Exercise data Block Start
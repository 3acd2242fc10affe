//! Registered accounts, persisted as a pretty-printed JSON array.
//!
//! A missing or unreadable-as-JSON file reads as "no users". Passwords are
//! stored as given.

use crate::{ServerError, ServerResult};

use std::path::PathBuf;

use log::warn;
use serde::{Deserialize, Serialize};
use tokio::sync::Mutex;

#[derive(Debug, Clone, PartialEq, Eq, Serialize, Deserialize)]
pub struct UserRecord {
    pub username: String,
    pub password: String,
}

#[derive(Debug)]
pub struct UserStore {
    path: PathBuf,
    // Held across each read-modify-write of the file
    lock: Mutex<()>,
}

impl UserStore {
    pub fn new<P: Into<PathBuf>>(path: P) -> Self {
        Self {
            path: path.into(),
            lock: Mutex::new(()),
        }
    }

    /// Add a user. Returns `false` if the username is already taken.
    pub async fn insert(&self, username: &str, password: &str) -> ServerResult<bool> {
        let _guard = self.lock.lock().await;

        let mut users = self.load().await?;
        if users.iter().any(|u| u.username == username) {
            return Ok(false);
        }

        users.push(UserRecord {
            username: username.to_string(),
            password: password.to_string(),
        });
        self.save(&users).await?;

        Ok(true)
    }

    /// True if a user with exactly these credentials exists.
    pub async fn verify(&self, username: &str, password: &str) -> ServerResult<bool> {
        let _guard = self.lock.lock().await;

        let users = self.load().await?;
        Ok(users
            .iter()
            .any(|u| u.username == username && u.password == password))
    }

    pub async fn load(&self) -> ServerResult<Vec<UserRecord>> {
        let contents = match tokio::fs::read_to_string(&self.path).await {
            Ok(contents) => contents,
            Err(e) if e.kind() == std::io::ErrorKind::NotFound => return Ok(Vec::new()),
            Err(e) => {
                return Err(ServerError::Io {
                    path: self.path.clone(),
                    source: e,
                });
            }
        };

        match serde_json::from_str(&contents) {
            Ok(users) => Ok(users),
            Err(e) => {
                warn!(
                    "Users file {} is not valid JSON, treating as empty: {}",
                    self.path.display(),
                    e
                );
                Ok(Vec::new())
            }
        }
    }

    async fn save(&self, users: &[UserRecord]) -> ServerResult<()> {
        if let Some(dir) = self.path.parent()
            && !dir.as_os_str().is_empty()
        {
            tokio::fs::create_dir_all(dir)
                .await
                .map_err(|e| ServerError::Io {
                    path: dir.to_path_buf(),
                    source: e,
                })?;
        }

        let contents = serde_json::to_string_pretty(users)?;
        tokio::fs::write(&self.path, contents)
            .await
            .map_err(|e| ServerError::Io {
                path: self.path.clone(),
                source: e,
            })
    }
}
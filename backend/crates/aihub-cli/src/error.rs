use std::panic::Location;

use error_location::ErrorLocation;
use thiserror::Error;

#[derive(Error, Debug)]
pub enum CliError {
    #[error("Config error: {0}")]
    Config(#[from] aihub_config::ConfigError),

    #[error("{}", .0.message())]
    Auth(#[from] aihub_auth::AuthError),

    #[error("Not signed in. Run `aihub login` or pass --username {location}")]
    NotSignedIn { location: ErrorLocation },
}

impl CliError {
    #[track_caller]
    pub fn not_signed_in() -> Self {
        CliError::NotSignedIn {
            location: ErrorLocation::from(Location::caller()),
        }
    }
}

pub type Result<T> = std::result::Result<T, CliError>;
//! Reference auth backend: account registry plus per-user session lists.

pub mod api;
pub mod error;
pub mod health;
pub mod routes;
pub mod session_registry;
pub mod state;
pub mod user_store;

#[cfg(test)]
mod tests;

pub use api::{
    auth::{add_session, login, register, remove_session, user_sessions},
    error::{ApiError, Result as ApiResult},
    requests::{CredentialsRequest, SessionRequest, UserSessionsQuery},
    responses::{AuthResponse, SuccessResponse},
};
pub use error::{Result as ServerResult, ServerError};
pub use routes::build_router;
pub use session_registry::SessionRegistry;
pub use state::AppState;
pub use user_store::{UserRecord, UserStore};
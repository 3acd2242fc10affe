//! Client-side session management for the AI Hub auth backend.
//!
//! [`SessionClient`] keeps the signed-in [`Identity`] in an injected
//! [`KeyValueStore`] and talks to the remote authority over HTTP through
//! [`AuthClient`].

pub(crate) mod client;
pub(crate) mod error;
pub(crate) mod identity;
pub(crate) mod session_client;
pub(crate) mod store;


pub use client::{ApiResponse, AuthClient};
pub use error::{AuthError, Result as AuthResult};
pub use identity::{CURRENT_USER_KEY, Identity};
pub use session_client::SessionClient;
pub use store::{FileStore, KeyValueStore, MemoryStore, StoreError, StoreErrorResult};

pub(crate) const REGISTER_PATH: &str = "/api/auth/register";
pub(crate) const LOGIN_PATH: &str = "/api/auth/login";
pub(crate) const ADD_SESSION_PATH: &str = "/api/auth/add_session";
pub(crate) const USER_SESSIONS_PATH: &str = "/api/auth/user_sessions";
pub(crate) const REMOVE_SESSION_PATH: &str = "/api/auth/remove_session";

pub const REGISTRATION_FALLBACK_MESSAGE: &str = "Registration failed";
pub const LOGIN_FALLBACK_MESSAGE: &str = "Login failed";
mod client;
mod logger;

use std::env;

use tempfile::TempDir;

/// RAII guard for environment variables - automatically restores on drop
pub(crate) struct EnvGuard {
    key: &'static str,
    original: Option<String>,
}

impl EnvGuard {
    pub(crate) fn set(key: &'static str, value: &str) -> Self {
        unsafe {
            let original = env::var(key).ok();
            env::set_var(key, value);
            Self { key, original }
        }
    }
}

impl Drop for EnvGuard {
    fn drop(&mut self) {
        unsafe {
            match &self.original {
                Some(val) => env::set_var(self.key, val),
                None => env::remove_var(self.key),
            }
        }
    }
}

/// Create a temp config directory and point AIHUB_CONFIG_DIR at it
pub(crate) fn setup_config_dir() -> (TempDir, EnvGuard) {
    let temp = TempDir::new().unwrap();
    let guard = EnvGuard::set("AIHUB_CONFIG_DIR", temp.path().to_str().unwrap());
    (temp, guard)
}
Exercise data Block End
> **Problem**: Look through the data above for the string "state" and copy every line where it appears.

> **Response area**:
pub mod state;
pub use state::AppState;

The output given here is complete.